US commits to Arctic climate change research

The United States will participate in advancing climate change research in the Arctic, a State Department official said, ahead of a summit of Arctic nations later this week where Washington’s commitment to tackling climate change will likely be questioned.

The administration of President Donald Trump, who has taking steps to bolster the US oil and coal industries, is reviewing former President Barack Obama’s plans to curb climate change.

Reuters Newsagency reports President Trump vowed during his campaign to “cancel” the Paris Agreement on climate change within 100 days of becoming president, a time period that has already passed, and has asked his advisers to debate whether the US should stay in the pact.

The United Nations sponsored Paris Agreement was agreed by nearly 200 nations in 2015 to curb warming by slashing carbon dioxide emissions.

However, Washington will not shut down participation in climate science on the Arctic, which is facing the fastest rate of global warming in the world.

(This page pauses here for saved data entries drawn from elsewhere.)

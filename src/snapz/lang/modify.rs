//! The modification language: whitespace-separated mutation
//! operations, optionally closed by a description operation that
//! swallows the rest of the input verbatim.
//!
//! ```text
//! modification := (op (ws op)*)? ws? descriptionOp? ws?
//! op           := renameOp | removeValueOp | addValueOp | hardSetOp
//!               | softSetOp | removeTagOp | addTagOp
//! renameOp     := tagName ws? '>>' ws? tagName
//! removeValueOp:= tagName ':' '-' valueUnit
//! addValueOp   := tagName ':' '+' valueUnit
//! hardSetOp    := tagName ':' '=' valueUnit
//! softSetOp    := tagName ':' valueUnit
//! removeTagOp  := '-' tagName
//! addTagOp     := tagName
//! descriptionOp:= '#' rest-of-input | '-#' rest-of-input(ignored)
//! ```

use std::collections::BTreeSet;

use crate::error::{Result, SnapzError};
use crate::lang::scan::{is_kebab_char, Scanner};
use crate::model::Document;

#[derive(Debug, Clone, PartialEq, Eq)]
pub enum ModOp {
    /// `name` — ensure the tag exists (empty value set).
    AddTag(String),
    /// `-name` — drop the tag entirely.
    RemoveTag(String),
    /// `old >> new` — re-key the tag, keeping its values.
    RenameTag { from: String, to: String },
    /// `name:unit` — set the value set, but refuse to clobber a tag
    /// that already holds two or more different values.
    SoftSet { name: String, values: Vec<String> },
    /// `name:=unit` — set the value set unconditionally.
    HardSet { name: String, values: Vec<String> },
    /// `name:+unit` — union values in.
    AddValues { name: String, values: Vec<String> },
    /// `name:-unit` — remove values; an emptied tag stays present.
    RemoveValues { name: String, values: Vec<String> },
    /// `#text` — set the description to the rest of the input.
    SetDescription(String),
    /// `-#` — clear the description.
    ClearDescription,
}

impl ModOp {
    /// Applies this operation to one document. Only `SoftSet` can
    /// fail; everything else is unconditional.
    pub fn apply(&self, doc: &mut Document) -> Result<()> {
        match self {
            ModOp::AddTag(name) => {
                doc.tags.entry(name.clone()).or_default();
            }
            ModOp::RemoveTag(name) => {
                doc.tags.remove(name);
            }
            ModOp::RenameTag { from, to } => {
                if let Some(values) = doc.tags.remove(from) {
                    doc.tags.insert(to.clone(), values);
                }
            }
            ModOp::SoftSet { name, values } => {
                let incoming = to_value_set(values);
                match doc.tags.get_mut(name) {
                    None => {
                        doc.tags.insert(name.clone(), incoming);
                    }
                    Some(existing) if *existing == incoming => {}
                    Some(existing) if existing.len() >= 2 => {
                        return Err(SnapzError::SoftSetConflict {
                            name: name.clone(),
                            existing: existing.iter().cloned().collect(),
                            incoming: incoming.into_iter().collect(),
                        });
                    }
                    Some(existing) => {
                        *existing = incoming;
                    }
                }
            }
            ModOp::HardSet { name, values } => {
                doc.tags.insert(name.clone(), to_value_set(values));
            }
            ModOp::AddValues { name, values } => {
                doc.tags
                    .entry(name.clone())
                    .or_default()
                    .extend(values.iter().cloned());
            }
            ModOp::RemoveValues { name, values } => {
                if let Some(existing) = doc.tags.get_mut(name) {
                    for value in values {
                        existing.remove(value);
                    }
                }
            }
            ModOp::SetDescription(text) => {
                doc.description = Some(text.clone());
            }
            ModOp::ClearDescription => {
                doc.description = None;
            }
        }
        Ok(())
    }
}

fn to_value_set(values: &[String]) -> BTreeSet<String> {
    values.iter().cloned().collect()
}

/// A parsed modification: operations in written order. A description
/// operation, when present, is always last.
#[derive(Debug, Clone, Default, PartialEq, Eq)]
pub struct Modification {
    pub ops: Vec<ModOp>,
}

impl Modification {
    pub fn new(ops: Vec<ModOp>) -> Self {
        Modification { ops }
    }

    pub fn is_empty(&self) -> bool {
        self.ops.is_empty()
    }
}

pub fn parse_modification(input: &str) -> Result<Modification> {
    let mut scanner = Scanner::new(input);
    let mut ops = Vec::new();

    if at_op_start(&scanner) {
        ops.push(parse_op(&mut scanner)?);
        loop {
            let save = scanner.pos();
            if !scanner.skip_ws() {
                break;
            }
            if !at_op_start(&scanner) {
                scanner.set_pos(save);
                break;
            }
            ops.push(parse_op(&mut scanner)?);
        }
    }

    scanner.skip_ws();
    if let Some(op) = parse_description_op(&mut scanner) {
        ops.push(op);
    }
    scanner.skip_ws();
    if !scanner.is_eof() {
        return Err(scanner.error("an operation"));
    }

    Ok(Modification::new(ops))
}

fn at_op_start(scanner: &Scanner) -> bool {
    match scanner.peek() {
        Some('-') => scanner.peek_second().is_some_and(is_kebab_char),
        Some(ch) => is_kebab_char(ch),
        None => false,
    }
}

fn parse_op(scanner: &mut Scanner) -> Result<ModOp> {
    if scanner.eat('-') {
        let name = scanner.kebab("a tag name")?;
        return Ok(ModOp::RemoveTag(name));
    }

    let name = scanner.kebab("a tag name")?;

    // `old >> new`; anything else after the name is re-examined from
    // the saved position.
    let save = scanner.pos();
    scanner.skip_ws();
    if scanner.eat_str(">>") {
        scanner.skip_ws();
        let to = scanner.kebab("a tag name")?;
        return Ok(ModOp::RenameTag { from: name, to });
    }
    scanner.set_pos(save);

    if !scanner.eat(':') {
        return Ok(ModOp::AddTag(name));
    }

    if scanner.eat('=') {
        let values = scanner.value_unit()?;
        return Ok(ModOp::HardSet { name, values });
    }
    if scanner.eat('+') {
        let values = scanner.value_unit()?;
        return Ok(ModOp::AddValues { name, values });
    }
    if scanner.eat('-') {
        let values = scanner.value_unit()?;
        return Ok(ModOp::RemoveValues { name, values });
    }

    let values = scanner.value_unit()?;
    Ok(ModOp::SoftSet { name, values })
}

fn parse_description_op(scanner: &mut Scanner) -> Option<ModOp> {
    if scanner.eat_str("-#") {
        scanner.take_rest();
        return Some(ModOp::ClearDescription);
    }
    if scanner.eat('#') {
        return Some(ModOp::SetDescription(scanner.take_rest().to_string()));
    }
    None
}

“The US will remain engaged in the work the Arctic Council does on climate change throughout,” David Balton, the State Department’s assistant secretary for oceans and international environmental and scientific affairs, told reporters in a teleconference ahead of the meeting.

“I am very confident there will be no change in that regard,” he said.

US Secretary of State Rex Tillerson will host the biennial Arctic Council meeting in Fairbanks, Alaska, on Thursday.

Foreign ministers from Russia, Canada and other nations with territory in the Arctic will attend the meeting.

Reuters reports scientists have warned the Arctic could suffer trillions of dollars worth of climate change-related damage to infrastructure in the coming decades.

President Trump’s consideration of pulling the US out of the Paris Agreement has led many countries, including America’s Arctic neighbours, to question Washington’s commitment to protecting the region from the effects of climate change.

Warming in the Arctic has raised the prospect of a new rush for resources as retreating ice opens new sea lanes, oil and minerals reserves, and fisheries.

The US and Russia have both expressed an interest in boosting Arctic drilling, and Russia has bolstered its military presence in the north.

Finland is due to take over the two-year chairmanship of the council from the US at the end of Thursday’s meeting.

Finland has said it aims to protect the Arctic during its chairmanship by adhering to the Paris Agreement.

“It is of decisive importance that the United States remains part” of the Paris agreement, Norwegian Foreign Minister Borge Brende said ahead of the Arctic Council meeting.

President Trump has said he will announce his decision on the climate pact before a Group of Seven summit at the end of May.